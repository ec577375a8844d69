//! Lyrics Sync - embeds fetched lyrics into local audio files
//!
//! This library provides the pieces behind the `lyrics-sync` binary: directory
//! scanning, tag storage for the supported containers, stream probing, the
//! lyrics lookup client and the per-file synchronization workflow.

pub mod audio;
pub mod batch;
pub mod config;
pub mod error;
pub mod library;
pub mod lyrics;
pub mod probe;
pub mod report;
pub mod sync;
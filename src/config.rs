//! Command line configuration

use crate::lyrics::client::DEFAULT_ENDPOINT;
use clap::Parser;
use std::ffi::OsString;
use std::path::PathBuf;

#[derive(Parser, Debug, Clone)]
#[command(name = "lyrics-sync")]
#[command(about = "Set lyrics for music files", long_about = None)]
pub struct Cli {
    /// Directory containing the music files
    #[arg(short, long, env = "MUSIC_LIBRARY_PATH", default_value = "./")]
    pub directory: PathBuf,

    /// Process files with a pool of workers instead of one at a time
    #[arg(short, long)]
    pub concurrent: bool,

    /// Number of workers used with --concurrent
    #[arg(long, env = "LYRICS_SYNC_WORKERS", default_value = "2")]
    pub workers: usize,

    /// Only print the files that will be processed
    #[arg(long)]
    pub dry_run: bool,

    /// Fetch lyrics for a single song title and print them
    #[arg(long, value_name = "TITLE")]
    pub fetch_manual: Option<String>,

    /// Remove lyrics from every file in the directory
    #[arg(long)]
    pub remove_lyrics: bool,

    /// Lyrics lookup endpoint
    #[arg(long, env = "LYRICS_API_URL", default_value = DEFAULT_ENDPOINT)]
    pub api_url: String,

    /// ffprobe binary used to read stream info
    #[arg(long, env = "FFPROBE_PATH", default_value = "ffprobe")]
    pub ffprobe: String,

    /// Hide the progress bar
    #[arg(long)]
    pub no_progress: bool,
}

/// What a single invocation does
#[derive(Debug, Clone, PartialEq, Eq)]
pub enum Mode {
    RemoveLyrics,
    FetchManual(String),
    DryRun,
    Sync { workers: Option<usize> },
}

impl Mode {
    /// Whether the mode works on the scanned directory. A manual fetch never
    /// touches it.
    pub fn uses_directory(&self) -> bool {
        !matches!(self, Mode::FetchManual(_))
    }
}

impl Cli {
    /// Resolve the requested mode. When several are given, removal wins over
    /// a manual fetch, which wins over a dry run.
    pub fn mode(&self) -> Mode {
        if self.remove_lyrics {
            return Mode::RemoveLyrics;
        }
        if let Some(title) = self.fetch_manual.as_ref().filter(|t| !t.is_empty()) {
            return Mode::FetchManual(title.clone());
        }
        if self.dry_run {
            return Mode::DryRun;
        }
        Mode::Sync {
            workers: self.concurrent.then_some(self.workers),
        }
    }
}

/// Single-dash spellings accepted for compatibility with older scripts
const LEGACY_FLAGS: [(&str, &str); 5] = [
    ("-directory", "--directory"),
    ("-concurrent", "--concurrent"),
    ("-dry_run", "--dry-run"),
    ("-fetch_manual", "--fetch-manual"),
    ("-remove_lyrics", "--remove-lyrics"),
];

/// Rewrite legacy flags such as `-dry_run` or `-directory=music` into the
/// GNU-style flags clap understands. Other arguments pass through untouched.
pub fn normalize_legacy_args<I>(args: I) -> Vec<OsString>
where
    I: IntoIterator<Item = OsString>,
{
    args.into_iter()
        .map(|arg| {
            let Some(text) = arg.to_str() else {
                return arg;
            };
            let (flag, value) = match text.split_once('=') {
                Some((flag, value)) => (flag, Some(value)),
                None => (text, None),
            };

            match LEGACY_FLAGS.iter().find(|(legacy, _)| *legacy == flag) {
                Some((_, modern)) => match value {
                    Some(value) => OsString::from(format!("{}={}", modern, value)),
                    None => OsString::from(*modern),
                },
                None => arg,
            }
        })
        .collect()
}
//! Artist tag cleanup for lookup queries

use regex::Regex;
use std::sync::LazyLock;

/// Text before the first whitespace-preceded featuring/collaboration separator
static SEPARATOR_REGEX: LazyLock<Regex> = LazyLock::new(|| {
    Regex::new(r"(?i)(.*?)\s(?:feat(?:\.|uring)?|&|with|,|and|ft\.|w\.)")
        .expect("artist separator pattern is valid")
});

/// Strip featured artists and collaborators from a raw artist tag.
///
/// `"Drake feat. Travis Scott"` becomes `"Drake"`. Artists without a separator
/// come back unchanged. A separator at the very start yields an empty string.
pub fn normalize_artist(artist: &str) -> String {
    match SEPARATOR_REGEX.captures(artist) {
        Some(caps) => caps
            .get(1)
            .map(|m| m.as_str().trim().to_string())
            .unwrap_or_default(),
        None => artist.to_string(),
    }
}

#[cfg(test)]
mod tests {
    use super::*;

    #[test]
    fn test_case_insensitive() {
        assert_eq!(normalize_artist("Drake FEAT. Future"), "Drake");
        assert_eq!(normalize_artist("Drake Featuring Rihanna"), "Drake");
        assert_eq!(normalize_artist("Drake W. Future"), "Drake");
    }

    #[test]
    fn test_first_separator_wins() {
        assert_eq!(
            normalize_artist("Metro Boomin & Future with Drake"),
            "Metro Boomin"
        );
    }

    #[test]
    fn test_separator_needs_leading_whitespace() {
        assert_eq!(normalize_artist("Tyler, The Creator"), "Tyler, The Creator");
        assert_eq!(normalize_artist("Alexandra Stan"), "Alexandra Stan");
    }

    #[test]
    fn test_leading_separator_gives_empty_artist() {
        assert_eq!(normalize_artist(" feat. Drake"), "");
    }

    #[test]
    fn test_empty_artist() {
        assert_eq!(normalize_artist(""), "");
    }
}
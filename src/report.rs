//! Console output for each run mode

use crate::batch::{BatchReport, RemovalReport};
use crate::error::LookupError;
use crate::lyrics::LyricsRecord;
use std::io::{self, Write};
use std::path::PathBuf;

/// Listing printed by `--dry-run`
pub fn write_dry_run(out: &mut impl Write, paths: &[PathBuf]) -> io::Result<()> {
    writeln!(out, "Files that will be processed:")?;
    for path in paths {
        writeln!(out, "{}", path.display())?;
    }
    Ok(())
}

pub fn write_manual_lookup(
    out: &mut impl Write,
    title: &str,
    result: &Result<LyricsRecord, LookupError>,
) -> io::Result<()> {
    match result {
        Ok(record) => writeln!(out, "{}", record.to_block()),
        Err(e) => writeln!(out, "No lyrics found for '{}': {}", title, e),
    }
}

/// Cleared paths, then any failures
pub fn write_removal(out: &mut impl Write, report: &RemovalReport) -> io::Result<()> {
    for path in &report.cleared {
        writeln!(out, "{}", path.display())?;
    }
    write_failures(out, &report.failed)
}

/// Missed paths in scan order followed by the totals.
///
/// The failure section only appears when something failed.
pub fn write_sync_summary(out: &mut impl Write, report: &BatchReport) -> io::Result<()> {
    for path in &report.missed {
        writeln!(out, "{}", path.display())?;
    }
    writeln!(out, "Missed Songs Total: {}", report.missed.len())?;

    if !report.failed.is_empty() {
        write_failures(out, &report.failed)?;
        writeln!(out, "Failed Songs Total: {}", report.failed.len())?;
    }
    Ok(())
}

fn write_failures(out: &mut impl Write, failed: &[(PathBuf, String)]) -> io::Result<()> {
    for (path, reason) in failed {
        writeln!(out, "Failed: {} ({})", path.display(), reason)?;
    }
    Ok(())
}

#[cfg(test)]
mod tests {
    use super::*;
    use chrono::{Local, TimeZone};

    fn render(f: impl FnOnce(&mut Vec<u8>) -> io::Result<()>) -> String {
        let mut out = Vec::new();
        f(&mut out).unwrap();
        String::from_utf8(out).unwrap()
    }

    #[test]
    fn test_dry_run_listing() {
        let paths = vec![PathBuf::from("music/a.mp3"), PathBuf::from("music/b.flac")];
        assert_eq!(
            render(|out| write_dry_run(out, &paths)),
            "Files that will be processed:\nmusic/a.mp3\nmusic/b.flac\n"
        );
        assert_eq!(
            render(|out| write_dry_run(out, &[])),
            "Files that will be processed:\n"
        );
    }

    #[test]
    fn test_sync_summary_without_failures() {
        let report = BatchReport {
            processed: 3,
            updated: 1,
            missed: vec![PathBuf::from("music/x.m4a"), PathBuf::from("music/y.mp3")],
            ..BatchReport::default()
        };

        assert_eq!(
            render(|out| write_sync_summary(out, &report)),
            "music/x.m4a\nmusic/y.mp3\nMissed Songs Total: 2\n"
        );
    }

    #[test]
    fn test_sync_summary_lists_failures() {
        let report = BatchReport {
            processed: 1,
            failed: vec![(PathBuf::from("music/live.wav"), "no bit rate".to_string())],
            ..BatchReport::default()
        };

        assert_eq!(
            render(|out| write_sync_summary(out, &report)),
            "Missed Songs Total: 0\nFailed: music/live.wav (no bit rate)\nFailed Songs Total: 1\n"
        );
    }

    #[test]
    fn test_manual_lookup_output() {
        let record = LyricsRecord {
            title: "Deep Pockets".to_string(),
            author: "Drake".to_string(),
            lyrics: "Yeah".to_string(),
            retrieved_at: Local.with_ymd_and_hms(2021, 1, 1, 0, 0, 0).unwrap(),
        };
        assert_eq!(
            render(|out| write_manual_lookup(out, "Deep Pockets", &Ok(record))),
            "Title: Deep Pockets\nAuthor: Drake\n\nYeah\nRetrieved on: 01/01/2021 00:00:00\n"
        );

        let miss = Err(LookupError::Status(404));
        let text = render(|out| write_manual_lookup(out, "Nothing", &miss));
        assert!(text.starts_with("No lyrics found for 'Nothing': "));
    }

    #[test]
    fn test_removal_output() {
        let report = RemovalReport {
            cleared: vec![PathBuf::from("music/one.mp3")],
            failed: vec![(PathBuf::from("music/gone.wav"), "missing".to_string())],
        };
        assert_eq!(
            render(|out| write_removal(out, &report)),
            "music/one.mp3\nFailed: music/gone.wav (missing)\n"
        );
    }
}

━━━━

Action item
Each line of the data above that contains "flac" counts once; report the total alone.

Expected answer
2